Nella Vita di don Giussani di Alberto Savorana si scopre che il sacerdote milanese espresse un giudizio tutt’altro che negativo sulla persona di Pasolini, in particolare dopo aver letto l’editoriale del 24 giugno 1974 dal titolo Il potere senza volto, definendolo l'”unico intellettuale cattolico” dell’epoca.
In quel testo lo scrittore denunciava l’omologazione e la distruzione del popolo ad opera di un nuovo potere, al tempo stesso conservatore e dissacrante, che faceva della merce il suo idolo e del consumismo il suo modello di vita.
Osserva Don Michele La Rocca che per Pasolini “la ricerca del sacro non coincide con la ricerca di Dio ma con quell’elemento misterioso ma talmente familiare all’uomo che ne condiziona la vita e la razionalità. Da questa ricerca di senso, che si contrappone alla logica dell’utilitarismo e dell’omologazione operata dal “potere senza volto”, nasce la sua passione per l’uomo e per gli ultimi nel mondo.”
Una ricerca che non giunse ad un approdo ultimo, pur desiderato, ma gli fece trovare delle porte sbarrate, specie nell’ambiente cattolico.
Descrive così lo stesso Pasolini la sua condizione esistenziale: “Sono bloccato in modo che solo la grazia potrebbe sciogliermi, forse perché io sono da sempre caduto da cavallo. Non sono mai stato spavaldamente in sella, come molti potenti della vita o molti miseri peccatori.”
“Sono caduto da sempre e un piede è rimasto impigliato nella staffa, cosicché la mia corsa non è una cavalcata ma un essere trascinato via, con il capo che sbatte sulla polvere e sulle pietre. Non posso né risalire sul cavallo degli ebrei e dei gentili, né cascare per sempre sulla terra di Dio.”
Per il dottor Andrea Gemma questa condizione riassume il dramma dell’uomo contemporaneo teso tra una ricerca di senso – che può diventare nostalgia di un mondo antico – e una razionalità che imbriglia, pianifica piuttosto che aprire alla comprensione del reale.
In Pasolini la sua sete di verità si coagulò nel fascino per la figura del Cristo storico, una presenza dirompente, capace di scardinare le certezze consolidate e di sconquassare la vita, in tal senso perciò una figura “rivoluzionaria”.
Ma non è forse questa la forza dell’annuncio cristiano?
Quando non è ridotto a sentimentalismo o a ideologia religiosa, l’incontro con Cristo non può non rendersi visibile in persone che da quell’incontro sono state cambiate.
E’ proprio questa la testimonianza che il mondo attende, come faceva notare don Puglisi: “Dio bisogna prima darlo e poi dirlo!”.

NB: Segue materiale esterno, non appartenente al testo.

//! # V1 API Response Envelope & Error Contract
//!
//! Every v1 endpoint returns an [`ApiResponse<T>`] envelope:
//!
//! ```json
//! {
//!   "data": { ... },                                   // present on success
//!   "error": { "code": "not_found", "message": "..." } // present on error
//! }
//! ```
//!
//! Diary entry ids are nanoids, 21 characters (e.g. `"V1StGXR8_Z5jdHi6B-myT"`).

use axum::{
    http::StatusCode,
    response::{IntoResponse, Response},
    Json,
};
use serde::{Deserialize, Serialize};

use crate::error::DiarioError;

/// Machine-readable error code included in every error response.
///
/// Serialized as a snake_case string on the wire (e.g. `"invalid_request"`).
/// Each variant maps to a fixed HTTP status code via [`ErrorCode::status`].
#[derive(Debug, Clone, PartialEq, Eq, Serialize, Deserialize, utoipa::ToSchema)]
#[serde(rename_all = "snake_case")]
pub enum ErrorCode {
    /// The request was malformed, failed validation, or the LLM payload could
    /// not be interpreted. HTTP 400.
    InvalidRequest,
    /// The requested resource does not exist. HTTP 404.
    NotFound,
    /// An unexpected server-side error occurred. Internal details are never
    /// leaked to the client. HTTP 500.
    InternalError,
}

impl ErrorCode {
    pub fn status(&self) -> StatusCode {
        match self {
            Self::InvalidRequest => StatusCode::BAD_REQUEST,
            Self::NotFound => StatusCode::NOT_FOUND,
            Self::InternalError => StatusCode::INTERNAL_SERVER_ERROR,
        }
    }
}

impl std::fmt::Display for ErrorCode {
    fn fmt(&self, f: &mut std::fmt::Formatter<'_>) -> std::fmt::Result {
        match self {
            Self::InvalidRequest => write!(f, "invalid_request"),
            Self::NotFound => write!(f, "not_found"),
            Self::InternalError => write!(f, "internal_error"),
        }
    }
}

/// Structured error payload within the API envelope.
#[derive(Debug, Clone, Serialize, Deserialize, utoipa::ToSchema)]
pub struct ApiError {
    pub code: ErrorCode,
    /// Human-readable description safe to display to end users.
    pub message: String,
}

/// Canonical v1 API response envelope.
///
/// The HTTP status comes from the error code on error, or from the
/// constructor used on success.
#[derive(Debug, Clone, Serialize, Deserialize)]
pub struct ApiResponse<T: Serialize> {
    #[serde(skip_serializing_if = "Option::is_none")]
    pub data: Option<T>,
    #[serde(skip_serializing_if = "Option::is_none")]
    pub error: Option<ApiError>,

    /// HTTP status to use in the response. Not serialized on the wire.
    #[serde(skip)]
    status: StatusCode,
}

impl<T: Serialize> ApiResponse<T> {
    /// Success response with data (HTTP 200).
    pub fn success(data: T) -> Self {
        Self {
            data: Some(data),
            error: None,
            status: StatusCode::OK,
        }
    }

    /// Resource created response (HTTP 201).
    pub fn created(data: T) -> Self {
        Self {
            data: Some(data),
            error: None,
            status: StatusCode::CREATED,
        }
    }

    /// Error response. HTTP status is derived from the [`ErrorCode`].
    pub fn error(code: ErrorCode, message: impl Into<String>) -> Self {
        let status = code.status();
        Self {
            data: None,
            error: Some(ApiError {
                code,
                message: message.into(),
            }),
            status,
        }
    }

    pub fn status(&self) -> StatusCode {
        self.status
    }
}

impl<T: Serialize> IntoResponse for ApiResponse<T> {
    fn into_response(self) -> Response {
        let status = self.status;
        match serde_json::to_value(&self) {
            Ok(body) => (status, Json(body)).into_response(),
            Err(_) => {
                let body = serde_json::json!({
                    "error": {
                        "code": "internal_error",
                        "message": "An internal error occurred"
                    }
                });
                (StatusCode::INTERNAL_SERVER_ERROR, Json(body)).into_response()
            }
        }
    }
}

impl<T: Serialize> From<DiarioError> for ApiResponse<T> {
    /// Convert a [`DiarioError`] into a v1 [`ApiResponse`].
    ///
    /// Internal error details are **never** leaked to the client. For
    /// `internal_error` responses a generic message is returned and the real
    /// error is logged via `tracing::error!`.
    fn from(err: DiarioError) -> Self {
        match err {
            DiarioError::NotFound(ref msg) => ApiResponse::error(ErrorCode::NotFound, msg.clone()),

            DiarioError::Validation(ref msg) => {
                ApiResponse::error(ErrorCode::InvalidRequest, msg.clone())
            }

            DiarioError::Json(ref e) => {
                ApiResponse::error(ErrorCode::InvalidRequest, format!("Invalid JSON: {e}"))
            }

            ref internal @ (DiarioError::Database(_)
            | DiarioError::Http(_)
            | DiarioError::Io(_)
            | DiarioError::Internal(_)
            | DiarioError::Llm(_)
            | DiarioError::LlmUnavailable(_)
            | DiarioError::LlmRateLimit { .. }) => {
                tracing::error!(error = %internal, "Internal error mapped to v1 response");
                ApiResponse::error(ErrorCode::InternalError, "An internal error occurred")
            }
        }
    }
}

#[cfg(test)]
mod tests {
    use super::*;

    #[test]
    fn success_response_serializes_without_error() {
        let resp = ApiResponse::success("hello");
        let json = serde_json::to_value(&resp).expect("serialize");
        assert_eq!(json["data"], "hello");
        assert!(json.get("error").is_none());
    }

    #[test]
    fn error_response_serializes_without_data() {
        let resp = ApiResponse::<()>::error(ErrorCode::NotFound, "gone");
        let json = serde_json::to_value(&resp).expect("serialize");
        assert!(json.get("data").is_none());
        assert_eq!(json["error"]["code"], "not_found");
        assert_eq!(json["error"]["message"], "gone");
    }

    #[test]
    fn error_code_status_mapping() {
        assert_eq!(ErrorCode::InvalidRequest.status(), StatusCode::BAD_REQUEST);
        assert_eq!(ErrorCode::NotFound.status(), StatusCode::NOT_FOUND);
        assert_eq!(
            ErrorCode::InternalError.status(),
            StatusCode::INTERNAL_SERVER_ERROR
        );
    }

    #[test]
    fn created_response_has_201_status() {
        let resp = ApiResponse::created("new-entry");
        assert_eq!(resp.status(), StatusCode::CREATED);
    }

    #[test]
    fn validation_error_maps_to_invalid_request() {
        let resp: ApiResponse<()> = DiarioError::Validation("duplicate title".into()).into();
        let err = resp.error.as_ref().expect("error");
        assert_eq!(err.code, ErrorCode::InvalidRequest);
        assert_eq!(err.message, "duplicate title");
        assert_eq!(resp.status(), StatusCode::BAD_REQUEST);
    }

    #[test]
    fn internal_error_does_not_leak() {
        let resp: ApiResponse<()> = DiarioError::Internal("secret debug info".into()).into();
        let err = resp.error.as_ref().expect("error");
        assert_eq!(err.code, ErrorCode::InternalError);
        assert_eq!(err.message, "An internal error occurred");
    }

    #[test]
    fn llm_failures_are_internal() {
        let resp: ApiResponse<()> = DiarioError::LlmUnavailable("no key".into()).into();
        assert_eq!(resp.status(), StatusCode::INTERNAL_SERVER_ERROR);
    }
}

Illustrando l’ultima parte del suo libro, don Michele La Rocca ha messo a confronto la prospettiva di Pasolini con la visione di Papa Francesco, sottolineando delle affinità insospettabili: la “Chiesa in uscita” invocata dal Pontefice non è poi così lontana dal desiderio pasoliniano di una chiesa che si faccia compagna di cammino per gli ultimi e per i “dannati” della storia.